//! Minimal CLI router.
//!
//! Loads an interaction-graph JSON file (`{"nodes": [u32, ...], "edges":
//! [[u, v, weight], ...]}`), runs `fpqa_mw::route`, and prints the mapping
//! and cost breakdown.

#![forbid(unsafe_code)]

use std::{env, fs, path::Path};

use fpqa_mw::router::{route, InteractionGraph};
use serde::Deserialize;

#[derive(Deserialize)]
struct GraphFile {
    nodes: Vec<u32>,
    edges: Vec<(u32, u32, f64)>,
}

fn parse_flag(args: &[String], key: &str) -> Option<String> {
    let mut it = args.iter();
    while let Some(a) = it.next() {
        if a == key {
            return it.next().cloned();
        }
    }
    None
}

fn main() -> anyhow::Result<()> {
    tracing_subscriber::fmt()
        .with_env_filter(tracing_subscriber::EnvFilter::from_default_env())
        .init();

    let args: Vec<String> = env::args().collect();
    let graph_path =
        parse_flag(&args, "--graph").ok_or_else(|| anyhow::anyhow!("missing required --graph <path>"))?;
    let width: u32 = parse_flag(&args, "--width")
        .and_then(|s| s.parse().ok())
        .unwrap_or(8);
    let height: u32 = parse_flag(&args, "--height")
        .and_then(|s| s.parse().ok())
        .unwrap_or(8);
    let seed: u64 = parse_flag(&args, "--seed").and_then(|s| s.parse().ok()).unwrap_or(0);

    let path = Path::new(&graph_path);
    let text = fs::read_to_string(path).map_err(|e| anyhow::anyhow!("read {}: {e}", path.display()))?;
    let file: GraphFile =
        serde_json::from_str(&text).map_err(|e| anyhow::anyhow!("parse graph JSON {}: {e}", path.display()))?;

    let mut graph = InteractionGraph::new();
    for node in &file.nodes {
        graph.add_qubit(*node);
    }
    for (u, v, w) in &file.edges {
        graph.add_interaction(*u, *v, *w);
    }

    let result = route(&graph, width, height, seed).map_err(|e| anyhow::anyhow!("routing failed: {e}"))?;

    eprintln!(
        "routed {} qubits onto {width}x{height} grid (seed={seed})",
        graph.qubit_count()
    );
    for (qubit, (x, y)) in &result.mapping {
        eprintln!("  qubit {qubit} -> ({x}, {y})");
    }
    eprintln!(
        "cost: distance={} conflicts={} total={}",
        result.cost.total_distance, result.cost.aod_conflicts, result.cost.total_cost
    );
    eprintln!(
        "baseline total={} reduction={}%",
        result.baseline_cost.total_cost, result.reduction_percentage
    );
    println!("{}", serde_json::to_string_pretty(&result)?);

    Ok(())
}
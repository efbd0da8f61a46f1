//! Per-question countdown driver
//!
//! A [`Countdown`] is a background task that emits one tick per period on a
//! channel. The owning [`CountdownHandle`] cancels the task when dropped, so
//! leaving the `AwaitingAnswer` phase is just a matter of dropping the handle.

use std::future;
use std::time::Duration;
use tokio::sync::mpsc;
use tokio::time::{Instant, MissedTickBehavior};
use tokio_util::sync::CancellationToken;
use tracing::trace;

/// Tick period used for the question timer
pub const TICK_PERIOD: Duration = Duration::from_secs(1);

/// Starts countdown tasks
pub struct Countdown;

impl Countdown {
    /// Spawn a ticking task with the standard one-second period
    pub fn start() -> CountdownHandle {
        Self::with_period(TICK_PERIOD)
    }

    /// Spawn a ticking task; the first tick arrives one `period` from now
    pub fn with_period(period: Duration) -> CountdownHandle {
        let (tx, rx) = mpsc::channel(1);
        let cancel = CancellationToken::new();
        let token = cancel.clone();

        tokio::spawn(async move {
            let mut interval = tokio::time::interval_at(Instant::now() + period, period);
            interval.set_missed_tick_behavior(MissedTickBehavior::Delay);
            loop {
                tokio::select! {
                    _ = token.cancelled() => break,
                    _ = interval.tick() => {
                        if tx.send(()).await.is_err() {
                            break;
                        }
                    }
                }
            }
            trace!("Countdown task stopped");
        });

        CountdownHandle { rx, cancel }
    }
}

/// Owner of a running countdown; dropping it stops the task
pub struct CountdownHandle {
    rx: mpsc::Receiver<()>,
    cancel: CancellationToken,
}

impl CountdownHandle {
    /// Wait for the next tick; `None` once cancelled
    pub async fn tick(&mut self) -> Option<()> {
        if self.cancel.is_cancelled() {
            return None;
        }
        tokio::select! {
            _ = self.cancel.cancelled() => None,
            tick = self.rx.recv() => tick,
        }
    }

    pub fn cancel(&self) {
        self.cancel.cancel();
    }

    pub fn is_cancelled(&self) -> bool {
        self.cancel.is_cancelled()
    }

    /// Token observed by the background task
    pub fn token(&self) -> CancellationToken {
        self.cancel.clone()
    }
}

impl Drop for CountdownHandle {
    fn drop(&mut self) {
        self.cancel.cancel();
    }
}

/// Next tick of an optional countdown; pends forever when there is none
///
/// Lets an event loop keep a `select!` arm for the timer in every phase.
pub async fn next_tick(countdown: &mut Option<CountdownHandle>) -> Option<()> {
    match countdown {
        Some(handle) => handle.tick().await,
        None => future::pending().await,
    }
}

#[cfg(test)]
mod tests {
    use super::*;

    #[tokio::test(start_paused = true)]
    async fn test_ticks_once_per_second() {
        let start = Instant::now();
        let mut countdown = Countdown::start();
        for expected in 1..=3u64 {
            assert_eq!(countdown.tick().await, Some(()));
            assert_eq!(start.elapsed(), Duration::from_secs(expected));
        }
    }

    #[tokio::test(start_paused = true)]
    async fn test_no_tick_before_period() {
        let mut countdown = Countdown::start();
        let early = tokio::time::timeout(Duration::from_millis(900), countdown.tick()).await;
        assert!(early.is_err());
        assert_eq!(countdown.tick().await, Some(()));
    }

    #[tokio::test(start_paused = true)]
    async fn test_cancel_stops_ticks() {
        let mut countdown = Countdown::start();
        assert_eq!(countdown.tick().await, Some(()));
        countdown.cancel();
        assert!(countdown.is_cancelled());
        assert_eq!(countdown.tick().await, None);
    }

    #[tokio::test(start_paused = true)]
    async fn test_drop_cancels_task() {
        let countdown = Countdown::start();
        let token = countdown.token();
        assert!(!token.is_cancelled());
        drop(countdown);
        assert!(token.is_cancelled());
    }

    #[tokio::test(start_paused = true)]
    async fn test_next_tick_without_countdown_pends() {
        let mut none: Option<CountdownHandle> = None;
        let result = tokio::time::timeout(Duration::from_secs(5), next_tick(&mut none)).await;
        assert!(result.is_err());

        let mut some = Some(Countdown::start());
        assert_eq!(next_tick(&mut some).await, Some(()));
    }
}
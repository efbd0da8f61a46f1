//! Application behavior configuration.
//!
//! Controls how use cases behave at runtime: how long a generation request may
//! take and what "play again" does.

use serde::{Deserialize, Serialize};
use std::fmt;
use std::str::FromStr;
use std::time::Duration;

/// What happens when the player asks to play again from the results screen
#[derive(Debug, Clone, Copy, PartialEq, Eq, Default, Serialize, Deserialize)]
#[serde(rename_all = "lowercase")]
pub enum ReplayMode {
    /// Restart with the same question list, no new request
    #[default]
    #[serde(rename = "same", alias = "same-questions")]
    SameQuestions,
    /// Request a fresh question list with the same settings
    Regenerate,
}

impl ReplayMode {
    pub fn as_str(&self) -> &'static str {
        match self {
            ReplayMode::SameQuestions => "same",
            ReplayMode::Regenerate => "regenerate",
        }
    }
}

impl fmt::Display for ReplayMode {
    fn fmt(&self, f: &mut fmt::Formatter<'_>) -> fmt::Result {
        f.write_str(self.as_str())
    }
}

impl FromStr for ReplayMode {
    type Err = String;

    fn from_str(s: &str) -> Result<Self, Self::Err> {
        match s.to_lowercase().as_str() {
            "same" | "same-questions" => Ok(ReplayMode::SameQuestions),
            "regenerate" | "new" => Ok(ReplayMode::Regenerate),
            other => Err(format!(
                "Invalid replay mode '{}': expected 'same' or 'regenerate'",
                other
            )),
        }
    }
}

/// Application behavior configuration.
#[derive(Debug, Clone, Default)]
pub struct BehaviorConfig {
    /// Maximum time to wait for a generation response before timing out.
    pub timeout: Option<Duration>,
    /// Replay behavior on the results screen.
    pub replay: ReplayMode,
}

impl BehaviorConfig {
    /// Creates a BehaviorConfig with a timeout specified in seconds.
    pub fn with_timeout_seconds(seconds: u64) -> Self {
        Self {
            timeout: Some(Duration::from_secs(seconds)),
            ..Default::default()
        }
    }

    pub fn with_replay(mut self, replay: ReplayMode) -> Self {
        self.replay = replay;
        self
    }
}
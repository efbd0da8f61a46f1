//! LLM Gateway port
//!
//! Defines the interface for communicating with generative model providers.

use async_trait::async_trait;
use quizzly_domain::Model;
use thiserror::Error;

/// Errors that can occur during LLM gateway operations
#[derive(Error, Debug)]
pub enum GatewayError {
    #[error("Connection error: {0}")]
    ConnectionError(String),

    #[error("Missing credential: {0}")]
    MissingCredential(String),

    #[error("Model not available: {0}")]
    ModelNotAvailable(String),

    #[error("HTTP {status}: {message}")]
    HttpStatus { status: u16, message: String },

    #[error("Request failed: {0}")]
    RequestFailed(String),

    #[error("Timeout")]
    Timeout,
}

/// Gateway for LLM communication
///
/// This port defines how the application layer talks to a text generation
/// service. Implementations (adapters) live in the infrastructure layer.
#[async_trait]
pub trait LlmGateway: Send + Sync {
    /// Create a new session with a system prompt
    async fn create_session_with_system_prompt(
        &self,
        model: &Model,
        system_prompt: &str,
    ) -> Result<Box<dyn LlmSession>, GatewayError>;
}

/// An active LLM session
#[async_trait]
pub trait LlmSession: Send + Sync {
    /// Get the model used by this session
    fn model(&self) -> &Model;

    /// Send a message and get the full text response
    async fn send(&self, content: &str) -> Result<String, GatewayError>;
}
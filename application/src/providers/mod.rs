//! Question provider strategies
//!
//! - [`LlmQuestionProvider`] asks a generative model through an [`LlmGateway`](crate::LlmGateway)
//! - [`BankQuestionProvider`] selects from a local [`QuestionBank`](quizzly_domain::QuestionBank)

pub mod local;
pub mod remote;

pub use local::BankQuestionProvider;
pub use remote::LlmQuestionProvider;
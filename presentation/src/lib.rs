//! Presentation layer for quizzly
//!
//! This crate contains CLI definitions, the terminal UI, the print-mode
//! formatter and progress reporters.

pub mod cli;
pub mod output;
pub mod progress;
pub mod tui;

// Re-export commonly used types
pub use cli::commands::{Cli, DifficultyArg, OutputArg, ReplayArg};
pub use output::console::ConsoleFormatter;
pub use progress::reporter::{ProgressReporter, SimpleProgress};
pub use tui::TuiApp;
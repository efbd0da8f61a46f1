//! Quiz screen: progress, countdown, question, options and feedback

use quizzly_domain::{POINTS_PER_QUESTION, Question, QuizSession, SessionPhase};
use ratatui::{
    buffer::Buffer,
    layout::{Constraint, Direction, Layout, Rect},
    style::{Color, Modifier, Style},
    text::{Line, Span},
    widgets::{Block, Borders, Gauge, Padding, Paragraph, Widget, Wrap},
};

pub struct QuizWidget<'a> {
    session: &'a QuizSession,
}

impl<'a> QuizWidget<'a> {
    pub fn new(session: &'a QuizSession) -> Self {
        Self { session }
    }

    fn timer_color(remaining: u32) -> Color {
        match remaining {
            0..=5 => Color::Red,
            6..=10 => Color::Yellow,
            _ => Color::Green,
        }
    }

    fn option_line(&self, question: &'a Question, index: usize) -> Line<'a> {
        let label = Question::option_label(index);
        let text = question.options()[index].as_str();

        if self.session.phase() == SessionPhase::AwaitingAnswer {
            return Line::from(vec![
                Span::styled(
                    format!(" {} ", label),
                    Style::default()
                        .fg(Color::Black)
                        .bg(Color::Cyan)
                        .add_modifier(Modifier::BOLD),
                ),
                Span::raw(format!("  {}", text)),
            ]);
        }

        let chosen = self.session.current_answer() == Some(index);
        let (style, marker) = if question.is_correct(index) {
            (
                Style::default().fg(Color::Green).add_modifier(Modifier::BOLD),
                "  ✓",
            )
        } else if chosen {
            (
                Style::default().fg(Color::Red).add_modifier(Modifier::BOLD),
                "  ✗",
            )
        } else {
            (Style::default().fg(Color::DarkGray), "")
        };
        Line::from(vec![
            Span::styled(format!(" {} ", label), style),
            Span::styled(format!("  {}{}", text, marker), style),
        ])
    }

    fn feedback_lines(&self, question: &Question) -> Vec<Line<'static>> {
        if self.session.phase() != SessionPhase::ShowingFeedback {
            return vec![Line::from(Span::styled(
                "Press 1-4 or A-D to answer",
                Style::default().fg(Color::DarkGray),
            ))];
        }

        let answer = format!(
            "{}) {}",
            Question::option_label(question.correct()),
            question.correct_option()
        );
        let verdict = match self.session.current_answer() {
            None => Line::from(Span::styled(
                format!("⏰ Time's up! The answer was {}", answer),
                Style::default()
                    .fg(Color::Yellow)
                    .add_modifier(Modifier::BOLD),
            )),
            Some(choice) if question.is_correct(choice) => Line::from(Span::styled(
                format!("Correct! +{} points", POINTS_PER_QUESTION),
                Style::default()
                    .fg(Color::Green)
                    .add_modifier(Modifier::BOLD),
            )),
            Some(_) => Line::from(Span::styled(
                format!("Wrong. The answer was {}", answer),
                Style::default().fg(Color::Red).add_modifier(Modifier::BOLD),
            )),
        };

        let next = if self.session.is_last_question() {
            "Press Enter to see your results"
        } else {
            "Press Enter for the next question"
        };
        vec![
            verdict,
            Line::from(Span::styled(next, Style::default().fg(Color::DarkGray))),
        ]
    }
}

impl Widget for QuizWidget<'_> {
    fn render(self, area: Rect, buf: &mut Buffer) {
        let question = self.session.current_question();

        let block = Block::default()
            .borders(Borders::ALL)
            .title(format!(
                " Question {} of {} ",
                self.session.current_index() + 1,
                self.session.total_questions()
            ))
            .title_bottom(Line::from(format!(" Score: {} ", self.session.score())).right_aligned())
            .padding(Padding::horizontal(1));
        let inner = block.inner(area);
        block.render(area, buf);

        let chunks = Layout::default()
            .direction(Direction::Vertical)
            .constraints([
                Constraint::Length(1), // progress
                Constraint::Length(1), // timer
                Constraint::Length(1),
                Constraint::Min(2),    // question
                Constraint::Length(1),
                Constraint::Length(7), // options
                Constraint::Length(2), // feedback
            ])
            .split(inner);

        Gauge::default()
            .gauge_style(Style::default().fg(Color::Blue).bg(Color::Black))
            .ratio(self.session.progress().clamp(0.0, 1.0))
            .label(format!(
                "{}/{} · {}",
                self.session.current_index() + 1,
                self.session.total_questions(),
                question.difficulty()
            ))
            .render(chunks[0], buf);

        let remaining = self.session.time_remaining();
        let limit = question.time_limit_secs().max(1);
        Gauge::default()
            .gauge_style(
                Style::default()
                    .fg(Self::timer_color(remaining))
                    .bg(Color::Black),
            )
            .ratio((f64::from(remaining) / f64::from(limit)).clamp(0.0, 1.0))
            .label(format!("⏱ {}s", remaining))
            .render(chunks[1], buf);

        Paragraph::new(Line::from(Span::styled(
            question.text(),
            Style::default().add_modifier(Modifier::BOLD),
        )))
        .wrap(Wrap { trim: true })
        .render(chunks[3], buf);

        let mut options = Vec::with_capacity(question.options().len() * 2);
        for index in 0..question.options().len() {
            options.push(self.option_line(question, index));
            options.push(Line::from(""));
        }
        Paragraph::new(options)
            .wrap(Wrap { trim: false })
            .render(chunks[5], buf);

        Paragraph::new(self.feedback_lines(question))
            .wrap(Wrap { trim: true })
            .render(chunks[6], buf);
    }
}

- - - - - - -

- **YOUR TASK**:
Go through the listing above and find each line that contains "Instant", then copy it.

- **ANSWER AREA**:
use tokio::time::{Instant, MissedTickBehavior};
            let mut interval = tokio::time::interval_at(Instant::now() + period, period);
        let start = Instant::now();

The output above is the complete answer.